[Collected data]
========

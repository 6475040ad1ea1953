//! Reviews service handlers (`/v1/reviews`).

use std::sync::Arc;

use axum::extract::{Path, Query, State};
use axum::http::StatusCode;
use axum::routing::{get, put};
use axum::{Json, Router};
use serde::Deserialize;

use crate::domain::Review;
use crate::http::response::ApiError;
use crate::store::Repository;

#[derive(Clone)]
pub struct ReviewState {
    pub repository: Arc<dyn Repository<Review>>,
}

pub fn routes(state: ReviewState) -> Router {
    Router::new()
        .route("/v1/reviews", get(list).post(create))
        .route("/v1/reviews/{id}", put(update).delete(remove))
        .with_state(state)
}

#[derive(Debug, Default, Deserialize)]
#[serde(rename_all = "camelCase")]
struct ReviewFilter {
    movie_info_id: Option<String>,
}

/// Fields a review update may change.
#[derive(Debug, Deserialize)]
struct ReviewChanges {
    #[serde(default)]
    comment: Option<String>,
    #[serde(default)]
    rating: Option<f64>,
}

async fn list(
    State(state): State<ReviewState>,
    Query(filter): Query<ReviewFilter>,
) -> Result<Json<Vec<Review>>, ApiError> {
    let reviews = match filter.movie_info_id {
        Some(movie_info_id) => state
            .repository
            .find_by(&|review: &Review| review.movie_info_id == movie_info_id)?,
        None => state.repository.find_all()?,
    };
    Ok(Json(reviews))
}

async fn create(
    State(state): State<ReviewState>,
    Json(review): Json<Review>,
) -> Result<(StatusCode, Json<Review>), ApiError> {
    ApiError::check(review.violations())?;

    let saved = state.repository.save(review)?;
    tracing::info!(
        review_id = saved.review_id.as_deref(),
        movie_info_id = %saved.movie_info_id,
        "Review added"
    );
    Ok((StatusCode::CREATED, Json(saved)))
}

async fn update(
    State(state): State<ReviewState>,
    Path(id): Path<String>,
    Json(changes): Json<ReviewChanges>,
) -> Result<Json<Review>, ApiError> {
    let mut review = state
        .repository
        .find_by_id(&id)?
        .ok_or_else(|| ApiError::NotFound(format!("Review not found for the given Review id : {id}")))?;

    review.comment = changes.comment;
    review.rating = changes.rating;
    Ok(Json(state.repository.save(review)?))
}

async fn remove(State(state): State<ReviewState>, Path(id): Path<String>) -> Result<StatusCode, ApiError> {
    state.repository.delete_by_id(&id)?;
    Ok(StatusCode::NO_CONTENT)
}
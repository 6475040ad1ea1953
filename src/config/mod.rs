//! Configuration management subsystem.
//!
//! # Data Flow
//! ```text
//! config file (TOML)
//!     → loader.rs (parse & deserialize)
//!     → validation.rs (semantic checks)
//!     → ServiceConfig (validated, immutable)
//!     → handed to each subsystem at startup
//! ```
//!
//! # Design Decisions
//! - Config is immutable once loaded; changes require a restart
//! - All fields have defaults to allow minimal configs
//! - Validation separates syntactic (serde) from semantic checks

pub mod loader;
pub mod schema;
pub mod validation;

pub use loader::{load_config, ConfigError};
pub use schema::{
    BackoffKind, BroadcastConfig, ListenerConfig, ObservabilityConfig, RetryConfig,
    ServiceConfig, TimeoutConfig, UpstreamConfig,
};
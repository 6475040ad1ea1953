//! Records exchanged between the movie services.
//!
//! Field names follow the JSON the services speak (camelCase).

use serde::{Deserialize, Serialize};

use crate::store::Document;

/// Movie metadata owned by the movie-info service.
#[derive(Debug, Clone, PartialEq, Serialize, Deserialize)]
#[serde(rename_all = "camelCase")]
pub struct MovieInfo {
    #[serde(default, skip_serializing_if = "Option::is_none")]
    pub movie_info_id: Option<String>,
    #[serde(default)]
    pub name: String,
    #[serde(default)]
    pub year: Option<i32>,
    #[serde(default)]
    pub cast: Vec<String>,
    /// ISO-8601 date, e.g. "2005-06-15".
    #[serde(default, rename = "release_date")]
    pub release_date: Option<String>,
}

impl MovieInfo {
    pub fn new(name: &str, year: i32) -> Self {
        Self {
            movie_info_id: None,
            name: name.to_string(),
            year: Some(year),
            cast: Vec::new(),
            release_date: None,
        }
    }

    /// Constraint violations, sorted, empty when the record is acceptable.
    pub fn violations(&self) -> Vec<&'static str> {
        let mut violations = Vec::new();
        if self.cast.iter().any(|member| member.trim().is_empty()) {
            violations.push("movieInfo.cast must be present");
        }
        if self.name.trim().is_empty() {
            violations.push("movieInfo.name must be present");
        }
        if !self.year.is_some_and(|year| year > 0) {
            violations.push("movieInfo.year must be a Positive value");
        }
        violations
    }

    /// Copy every field except the id from `other`.
    pub fn apply(&mut self, other: MovieInfo) {
        self.name = other.name;
        self.year = other.year;
        self.cast = other.cast;
        self.release_date = other.release_date;
    }
}

impl Document for MovieInfo {
    fn id(&self) -> Option<&str> {
        self.movie_info_id.as_deref()
    }

    fn set_id(&mut self, id: String) {
        self.movie_info_id = Some(id);
    }
}

/// A review of a movie, owned by the reviews service.
#[derive(Debug, Clone, PartialEq, Serialize, Deserialize)]
#[serde(rename_all = "camelCase")]
pub struct Review {
    #[serde(default, skip_serializing_if = "Option::is_none")]
    pub review_id: Option<String>,
    #[serde(default)]
    pub movie_info_id: String,
    #[serde(default)]
    pub comment: Option<String>,
    #[serde(default)]
    pub rating: Option<f64>,
}

impl Review {
    pub fn new(movie_info_id: &str, comment: &str, rating: f64) -> Self {
        Self {
            review_id: None,
            movie_info_id: movie_info_id.to_string(),
            comment: Some(comment.to_string()),
            rating: Some(rating),
        }
    }

    pub fn violations(&self) -> Vec<&'static str> {
        let mut violations = Vec::new();
        if self.movie_info_id.trim().is_empty() {
            violations.push("review.movieInfoId must be present");
        }
        if self.rating.is_some_and(|rating| rating < 0.0) {
            violations.push("review.rating must be a non-negative value");
        }
        violations
    }
}

impl Document for Review {
    fn id(&self) -> Option<&str> {
        self.review_id.as_deref()
    }

    fn set_id(&mut self, id: String) {
        self.review_id = Some(id);
    }
}

/// Composite resource: movie info plus whatever reviews could be fetched.
#[derive(Debug, Clone, PartialEq, Serialize, Deserialize)]
#[serde(rename_all = "camelCase")]
pub struct Movie {
    pub movie_info: MovieInfo,
    #[serde(default)]
    pub review_list: Vec<Review>,
}
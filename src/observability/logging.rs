//! Structured logging.
//!
//! `RUST_LOG` wins over the configured level when set.

use tracing_subscriber::{layer::SubscriberExt, util::SubscriberInitExt, EnvFilter};

use crate::config::ObservabilityConfig;

/// Install the global subscriber. Later calls are ignored.
pub fn init(config: &ObservabilityConfig) {
    let filter = EnvFilter::try_from_default_env().unwrap_or_else(|_| {
        EnvFilter::new(format!(
            "reactive_movies={level},tower_http={level}",
            level = config.log_level
        ))
    });

    let _ = tracing_subscriber::registry()
        .with(filter)
        .with(tracing_subscriber::fmt::layer())
        .try_init();
}
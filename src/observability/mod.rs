//! Observability subsystem.
//!
//! # Data Flow
//! ```text
//! All subsystems produce:
//!     → logging.rs (structured log events)
//!     → metrics.rs (counters, gauges, histograms)
//!
//! Consumers:
//!     → stdout
//!     → Metrics endpoint (Prometheus scrape, optional)
//! ```
//!
//! # Design Decisions
//! - Request ID flows through every HTTP span
//! - Metrics are cheap (atomic increments) and free when no exporter runs

pub mod logging;
pub mod metrics;
//! Composite movie reads.
//!
//! The primary dependency defines existence: its failure, of either kind,
//! fails the whole read and the secondary is never called. The secondary is
//! enrichment: any failure degrades to an empty review list.

use futures_util::stream::BoxStream;

use crate::aggregation::sources::{MovieInfoSource, ReviewSource};
use crate::domain::{Movie, MovieInfo};
use crate::upstream::UpstreamOutcome;

pub struct MoviesOrchestrator<I, R> {
    movies_info: I,
    reviews: R,
}

impl<I, R> MoviesOrchestrator<I, R>
where
    I: MovieInfoSource,
    R: ReviewSource,
{
    pub fn new(movies_info: I, reviews: R) -> Self {
        Self { movies_info, reviews }
    }

    /// Movie info for `movie_id` joined with its reviews.
    pub async fn composite(&self, movie_id: &str) -> UpstreamOutcome<Movie> {
        let movie_info = self.movies_info.movie_info(movie_id).await?;

        let review_list = match self.reviews.reviews(movie_id).await {
            Ok(reviews) => reviews,
            Err(error) => {
                tracing::warn!(
                    movie_id,
                    kind = error.kind(),
                    error = %error,
                    "Reviews unavailable, returning movie without reviews"
                );
                Vec::new()
            }
        };

        Ok(Movie {
            movie_info,
            review_list,
        })
    }

    /// Pass-through of the movie-info live stream.
    pub fn stream(&self) -> BoxStream<'static, UpstreamOutcome<MovieInfo>> {
        self.movies_info.movie_info_stream()
    }
}
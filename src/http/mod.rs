//! HTTP surfaces, one per service role.
//!
//! # Data Flow
//! ```text
//! TCP connection
//!     → server.rs (axum setup, middleware: request id, trace, timeout)
//!     → movie_info.rs | reviews.rs | movies.rs (handlers)
//!     → response.rs (error mapping, NDJSON bodies)
//!     → Send to client
//! ```

pub mod movie_info;
pub mod movies;
pub mod request;
pub mod response;
pub mod reviews;
pub mod server;

pub use request::X_REQUEST_ID;
pub use response::ApiError;
pub use server::{HttpServer, Role, ServerError};
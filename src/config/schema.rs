//! Configuration schema definitions.
//!
//! This module defines the complete configuration structure for the movie services.
//! All types derive Serde traits for deserialization from config files.

use serde::{Deserialize, Serialize};

/// Root configuration shared by every service role.
#[derive(Debug, Clone, Deserialize, Serialize, Default)]
#[serde(default)]
pub struct ServiceConfig {
    /// Listener configuration (bind address).
    pub listener: ListenerConfig,

    /// Timeout configuration for outbound calls and inbound requests.
    pub timeouts: TimeoutConfig,

    /// Retry configuration for upstream dependencies.
    pub retries: RetryConfig,

    /// Locations of the upstream dependencies used by the aggregator.
    pub upstream: UpstreamConfig,

    /// Live stream settings.
    pub broadcast: BroadcastConfig,

    /// Observability settings.
    pub observability: ObservabilityConfig,
}

/// Listener configuration.
#[derive(Debug, Clone, Deserialize, Serialize)]
#[serde(default)]
pub struct ListenerConfig {
    /// Bind address (e.g., "0.0.0.0:8080").
    pub bind_address: String,
}

impl Default for ListenerConfig {
    fn default() -> Self {
        Self {
            bind_address: "0.0.0.0:8080".to_string(),
        }
    }
}

/// Timeout configuration for various operations.
#[derive(Debug, Clone, Deserialize, Serialize)]
#[serde(default)]
pub struct TimeoutConfig {
    /// Connection establishment timeout in seconds.
    pub connect_secs: u64,

    /// Request timeout (total time for request/response) in seconds.
    pub request_secs: u64,
}

impl Default for TimeoutConfig {
    fn default() -> Self {
        Self {
            connect_secs: 5,
            request_secs: 30,
        }
    }
}

/// Shape of the delay between retry attempts.
#[derive(Debug, Clone, Copy, PartialEq, Eq, Deserialize, Serialize)]
#[serde(rename_all = "snake_case")]
pub enum BackoffKind {
    /// Same delay before every retry.
    Fixed,
    /// Delay doubles with every retry, capped at `max_delay_ms`.
    Exponential,
}

/// Retry configuration.
#[derive(Debug, Clone, Deserialize, Serialize)]
#[serde(default)]
pub struct RetryConfig {
    /// Total number of attempts, including the first one.
    pub max_attempts: u32,

    /// Backoff shape.
    pub backoff: BackoffKind,

    /// Base delay in milliseconds.
    pub base_delay_ms: u64,

    /// Maximum delay for exponential backoff in milliseconds.
    pub max_delay_ms: u64,
}

impl Default for RetryConfig {
    fn default() -> Self {
        Self {
            max_attempts: 3,
            backoff: BackoffKind::Exponential,
            base_delay_ms: 100,
            max_delay_ms: 2000,
        }
    }
}

/// Upstream dependency locations.
#[derive(Debug, Clone, Deserialize, Serialize)]
#[serde(default)]
pub struct UpstreamConfig {
    /// Base URL of the movie-info collection.
    pub movies_info_url: String,

    /// Base URL of the reviews collection.
    pub reviews_url: String,
}

impl Default for UpstreamConfig {
    fn default() -> Self {
        Self {
            movies_info_url: "http://localhost:8080/v1/movieinfos".to_string(),
            reviews_url: "http://localhost:8081/v1/reviews".to_string(),
        }
    }
}

/// Live stream configuration.
#[derive(Debug, Clone, Deserialize, Serialize)]
#[serde(default)]
pub struct BroadcastConfig {
    /// Items buffered per subscriber before the oldest is dropped.
    pub channel_capacity: usize,
}

impl Default for BroadcastConfig {
    fn default() -> Self {
        Self {
            channel_capacity: 256,
        }
    }
}

/// Observability configuration.
#[derive(Debug, Clone, Deserialize, Serialize)]
#[serde(default)]
pub struct ObservabilityConfig {
    /// Log level (trace, debug, info, warn, error).
    pub log_level: String,

    /// Enable metrics endpoint.
    pub metrics_enabled: bool,

    /// Metrics endpoint bind address.
    pub metrics_address: String,
}

impl Default for ObservabilityConfig {
    fn default() -> Self {
        Self {
            log_level: "info".to_string(),
            metrics_enabled: false,
            metrics_address: "0.0.0.0:9090".to_string(),
        }
    }
}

========

▶ _Your objective_
What lines of the data contain the string "other"? List them.

▶ _Final answer_
    /// Copy every field except the id from `other`.
    pub fn apply(&mut self, other: MovieInfo) {
        self.name = other.name;
        self.year = other.year;
        self.cast = other.cast;
        self.release_date = other.release_date;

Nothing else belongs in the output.